FIG. 7 illustrates SPL interpolation for gain curves.

FIG. 8 illustrates example gain curves for a particular frequency, directionality, and SPL relative to a reference signal that is directly in front of the listener.

FIG. 9 illustrates an example computing system.

DESCRIPTION OF EXAMPLE EMBODIMENTS

Audio codecs are used for compressing bitrates for speech, music, and cinematic content, often for streamed media content over the internet. The audio content can be channel-based such as stereo, 5.1 (surround), 7.1.4 (immersive with height loudspeakers); but the audio content may also (or in the alternative) be represented using channel-agnostic objects. In either case, the audio channels or audio assigned to particular objects is encoded and sent through the internet to be decoded by a decoder, e.g., on consumer devices such as a smartphone, TV, etc. Channel-based audio signals convey significant amount of information such as music, ambience, and dialog, and objects may be relatively sparser throughout the content. However objects are critical as they can deliver significant perceptual cues around the viewer, e.g., when recreating the sound of a helicopter flybys.

Audio codecs rely on the principle of psychoacoustic masking, where fundamentally loud sounds mask quieter sounds, and use this principle to encode audio signals. Existing codecs assign equal bitrate per channel or per object in the content. This can quickly become very expensive in terms of bitrate if the number of objects is not limited in the content creation. This constraint (limiting the number of channels/objects) on bitrate, due to distribution requirements (e.g., low audio datarate), can impede creative expression for cinematic content. Furthermore, if high object counts are present, then lossy compression techniques will introduce audible artifacts to keep the audio stream within datarate requirements (e.g., 256 kbps).

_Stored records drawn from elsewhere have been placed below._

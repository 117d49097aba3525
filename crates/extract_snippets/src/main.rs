use anyhow::{bail, Context, Result};
use clap::error::ErrorKind;
use clap::{Arg, Command};
use std::env;
use std::io::{self, BufRead};
use std::path::{Path, PathBuf};
use std::process;

use extension_markers::ExtensionMarkers;
use snippet_extractor::Snipper;

/// Filename of the extension table used when none is given on the
/// command line. Resolved next to the executable, like any other bare
/// table filename.
const DEFAULT_EXTENSION_MAP: &str = "snippet-extensions.yml";

fn main() -> Result<()> {
    env_logger::Builder::from_env(env_logger::Env::default().default_filter_or("error")).init();

    let parsed = Command::new("extract_snippets")
        .version("0.1.0")
        .about("Extracts tagged snippet regions from the source files named on stdin")
        .arg(
            Arg::new("snippet_dir")
                .value_name("SNIPPET_DIR")
                .help("Directory that receives the extracted snippet files"),
        )
        .arg(
            Arg::new("extension_map")
                .value_name("EXTENSION_MAP")
                .help("YAML map of filename extensions to comment markers"),
        )
        .try_get_matches();

    // Help and version go to stdout and exit 0; any other usage error exits
    // with status 1 like every other failure.
    let matches = match parsed {
        Ok(matches) => matches,
        Err(err) if matches!(err.kind(), ErrorKind::DisplayHelp | ErrorKind::DisplayVersion) => {
            err.exit()
        }
        Err(err) => {
            err.print()?;
            process::exit(1);
        }
    };

    // 1. Validate the output directory. Both arguments are checked by
    // hand so that every failure exits with the same status.
    let snippet_dir = match matches.get_one::<String>("snippet_dir").map(PathBuf::from) {
        Some(dir) if dir.is_dir() => dir,
        Some(dir) => bail!("snippet output directory {} does not exist", dir.display()),
        None => bail!("snippet output directory not passed"),
    };

    // 2. Load the extension table.
    let map_path = resolve_extension_map(
        matches
            .get_one::<String>("extension_map")
            .map(String::as_str),
    )?;
    if !map_path.is_file() {
        bail!("source file extension map {} not found", map_path.display());
    }
    let markers = ExtensionMarkers::load(&map_path)
        .with_context(|| format!("failed to load extension map {}", map_path.display()))?;

    let extensions: Vec<&str> = markers.processable_extensions().collect();
    println!("extracting snippets in source files {}\n", extensions.join(" "));

    // 3. Scan every candidate file named on stdin.
    let mut snipper = Snipper::new(&snippet_dir);
    let mut seen = 0usize;
    let mut processed = 0usize;

    let stdin = io::stdin();
    for line in stdin.lock().lines() {
        let line = line.context("failed to read candidate path from stdin")?;
        let path = match normalize_path(&line) {
            Some(path) => path,
            None => continue,
        };
        if path.contains("/.") {
            log::debug!("skipping hidden path {}", path);
            continue;
        }
        seen += 1;
        let tokens = match markers.markers_for(&path) {
            Some(tokens) if !tokens.is_empty() => tokens,
            _ => {
                log::debug!("no comment markers for {}", path);
                continue;
            }
        };
        println!("{}", path);
        let events = match snipper.scan_file(Path::new(&path), tokens) {
            Ok(events) => events,
            Err(err) => {
                let kind = err.kind();
                return Err(anyhow::Error::from(err)
                    .context(format!("snippet extraction failed ({})", kind)));
            }
        };
        for (name, status) in events {
            println!("    {} {}", status.letter(), name);
        }
        processed += 1;
    }

    // 4. Summarize and exit.
    println!(
        "\n==== {} snippet(s) extracted from {} source file(s) processed of {} candidate(s)\n",
        snipper.extracted(),
        processed,
        seen
    );
    Ok(())
}

/// Standardizes one stdin entry on Linux-style relative paths: trims it,
/// turns backslashes into slashes and prefixes `./` unless the path
/// already starts with `./` or `/` or names a Windows drive. Blank
/// entries come back as `None`.
fn normalize_path(raw: &str) -> Option<String> {
    let path = raw.trim().replace('\\', "/");
    if path.is_empty() {
        return None;
    }
    if path.starts_with("./") || path.starts_with('/') || has_drive_prefix(&path) {
        Some(path)
    } else {
        Some(format!("./{}", path))
    }
}

/// True for Windows drive paths such as `C:/tmp/example.py`.
fn has_drive_prefix(path: &str) -> bool {
    let mut chars = path.chars();
    matches!(
        (chars.next(), chars.next()),
        (Some(letter), Some(':')) if letter.is_ascii_alphabetic()
    )
}

/// Resolves the extension-map argument. A bare filename (no path
/// separator) is looked up next to the executable, so the default table
/// can ship alongside the installed binary; anything with a separator is
/// used as given.
fn resolve_extension_map(argument: Option<&str>) -> Result<PathBuf> {
    let name = argument.unwrap_or(DEFAULT_EXTENSION_MAP);
    if name.contains('/') || name.contains('\\') {
        return Ok(PathBuf::from(name));
    }
    let exe = env::current_exe().context("failed to locate the running executable")?;
    let dir = exe.parent().unwrap_or_else(|| Path::new("."));
    Ok(dir.join(name))
}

Audibility—how well a human listener can hear a sound—varies with frequency. For example, frequencies around 3 kHz can be heard at much lower decibel levels than frequencies around 100 Hz or around 15 kHz. In other words, greater sound-pressure levels are required for a 15 kHz signal to be perceived by a human listener as being the same volume as a 3 kHz signal.

Audibility of a particular tone depends not only on frequency but also on the presence of other tones in an audio signal. Specifically, audibility of a tone can depend on the volume and frequency of another tone present in the signal. FIG. 1, taken from Herre, J. et al. “Psychoacoustic Models for Perceptual Audio Coding—A Tutorial Review,” Appl. Sci., vol. 9, 2019, illustrates an example in which audibility curve 110 illustrates how well a listener can perceive a particular tone as a function of frequency and sound pressure level (SPL). Curve 110 represents the SPL at which a particular sound is played, as a function of frequency, for the tone to be heard audibly (i.e., areas under curve 110 are not audible to the listener). Curve 120 illustrates that, when example masker tone 130 is present, then the presence of masker tone 130 changes how audible tones are to the listener, i.e., tones now need to be played at SPLs identified by curve 110 as adjusted by curve 120. As illustrated in FIG. 1, audibility is frequency dependent, in that the required adjustments to curve 110 in the presence of another masking tone vary based on the frequency of the target tone and on the frequency of the masking tone. In addition, audibility depends on the SPL of the masking tone.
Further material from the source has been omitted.